‘Hell’ in the Afghan war

October 2011 marked the 10th anniversary of the so-called war in Afghanistan. Obama states that 30,000 out of 100,000 troops will be home by the end of 2012. But his new head of operations there, Gen. John Allen, told reporter Scott Pelly on “60 Minutes” a few weeks ago that, in effect, 70,000 U.S. troops would be in Afghanistan indefinitely.


Director Danfung Dennis’s film, “Hell and Back Again,” is as close as one can get to experiencing combat without actually being there. It’s another powerful film illustrating the effects of war, though Dennis purports to present it not as an antiwar film. Yet watching it, how can one not view it in that light?
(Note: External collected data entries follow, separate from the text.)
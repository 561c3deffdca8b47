use crate::modules::catalog::domain::entities::AnimeSummary;

/// One relation bucket of the related-works panel, e.g. "Sequel" or
/// "Side Story". Groups with no anime entries are dropped before they
/// reach the view.
#[derive(Debug, Clone, PartialEq)]
pub struct RelatedGroup {
    pub relation: String,
    pub entries: Vec<RelatedEntry>,
}

/// A related title. Entries found in our own catalog render as full
/// cards; the rest become external stubs linking out to MAL.
#[derive(Debug, Clone, PartialEq)]
pub enum RelatedEntry {
    InDatabase(AnimeSummary),
    External {
        mal_id: i64,
        title: String,
        mal_url: String,
    },
}

impl RelatedEntry {
    pub fn title(&self) -> &str {
        match self {
            RelatedEntry::InDatabase(anime) => anime.display_title(),
            RelatedEntry::External { title, .. } => title,
        }
    }

    pub fn in_database(&self) -> bool {
        matches!(self, RelatedEntry::InDatabase(_))
    }
}

#[cfg(test)]
mod tests {
    use super::*;

    #[test]
    fn entry_titles_use_the_card_fallback() {
        let sparse: AnimeSummary = serde_json::from_str(r#"{"id": 7}"#).unwrap();
        let entry = RelatedEntry::InDatabase(sparse);
        assert_eq!(entry.title(), "Unknown Title");

        let stub = RelatedEntry::External {
            mal_id: 31,
            title: "Neon Genesis Evangelion".to_string(),
            mal_url: "https://myanimelist.net/anime/31".to_string(),
        };
        assert_eq!(stub.title(), "Neon Genesis Evangelion");
        assert!(!stub.in_database());
    }
}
In 2009, Dennis, who has seen combat himself, was imbedded with the U.S. Marines’ Echo Company. He filmed in full combat gear with mostly hand-held cameras. Helicopters dropped them off behind enemy lines in Afghanistan’s Helmand River Valley. Prior to this, he filmed a briefing by a commander who brayed the usual military rhetoric. 

The U.S. troops invaded land that has been inhabited without much change for centuries. Dennis pans over homes of adobe and wood; light brown earth, roads, and buildings contrast with abundant green orchards and lush gardens. Around this bucolic setting we hear gunfire. Marines, hunkered down in rutted roads and gullies, shoot back at the unseen Taliban. Shots come from every direction. Some soldiers crouch and run, shouting, “Don’t shoot me!” to their buddies.

Dennis’s cinéma vérité camera work is shaky, some shots unfocused, cuts are quick; scenes are zoomed in on and out, while all the while men are running, swearing, shouting instructions. A Marine gets shot in the chest; medics treat him. A helicopter lands; bleeding, he is rushed to it—no stretcher board here. He dies.

Sgt. Nathan Harris from a suburb in North Carolina heads Echo Company. A Marine for over 10 years, he joined at 18 because he “wanted to kill people,” which pleased his recruiter. Now, at 29, and wounded, he says he’s matured. Harris was shot in the hip by heavy gunfire. The film documents his slow recovery, and his adjustment to home life and his wife, Ashley. Interspersed with these scenes, to illustrate Harris’s PTSD flashbacks, Dennis uses footage shot during battles and in the village. When he zooms in on some Marines’ faces under cumbersome helmets, you are struck by their freckled, young faces; their eyes registering confusion and fear.

After his recovery, Harris is sent home from the hospital with a dozen vials of medication in a zip-lock bag, a wheelchair, and crutches. His overbooked surgeon and outpatient physician appear to do double duty treating his mental state. He describes symptoms; they prescribe more drugs. 

Everything freaks him out as Ashley drives through a shopping mall. He’d rather be back in Afghanistan where life is simple, he says. Ashley, a slim blonde, tells the filmmaker that Harris is not the same man he was when they married.

Harris mostly appears fine, like a Travolta in his “Grease” days, yet will suddenly double over, hold his head, feeling sick. He is often sick, confused and paranoid—and in constant pain. His hearing is bad, he flies into uncontrollable rages, and he jokes about suicide. There are scenes of him cradling his two handguns, talking into the camera about loving his guns and sleeping with them.

Dennis vividly captures the villagers’ outrage when they trudge back to their village after being evacuated out of harms’ way of the firefights between the U.S. and the Taliban. In their absence, the filmmaker had shot scenes of Marines kicking down doors and ransacking homes, tossing boxes of household items on the floor. Later, one scene shows a village elder lifting colorful silk quilts from the floor, folding them, and laying them on shelves.   

Wide-eyed children watch as robed, turbaned Afghan men and covered women complain to the troops through an interpreter of the damage not only to structures, but livestock. The answer? We’ll hold an ashura to meet with your tribal elder. We will pay; just send us a report, an estimate. The contrast between the troops and the villagers is striking. The children seem to see the Marines in their desert camouflage and helmets, cradling firearms, as robots or creatures from another planet.

The elder complains about being caught in the middle between the U.S. troops and the Taliban. He is told that the Marines came to bring peace and democracy. The elder says that they just want to farm and live peacefully as before the Americans came. “Now,” the elder says, “We have no pharmacy, no doctors, and no schools!”  He is assured that the Marines will give them medication, but no hashish, or opium—just aspirin and antibiotics. Yet the persistent question the villagers pose is: “When are you leaving?” 

 Multiply Harris’s condition by the 56,562 (and counting) U.S. troops physically wounded in both Afghanistan and Iraq since 2001. Also, consider those suffering no obvious physical wounds, but PTSD. After counting the statistics, and seeing such a powerful and realistic film as “Hell and Back Again,” one might feel for a moment like crying out in despair. But the reasonable conclusion is that we must redouble our efforts to end the eternal deadly conflicts perpetrated by the U.S.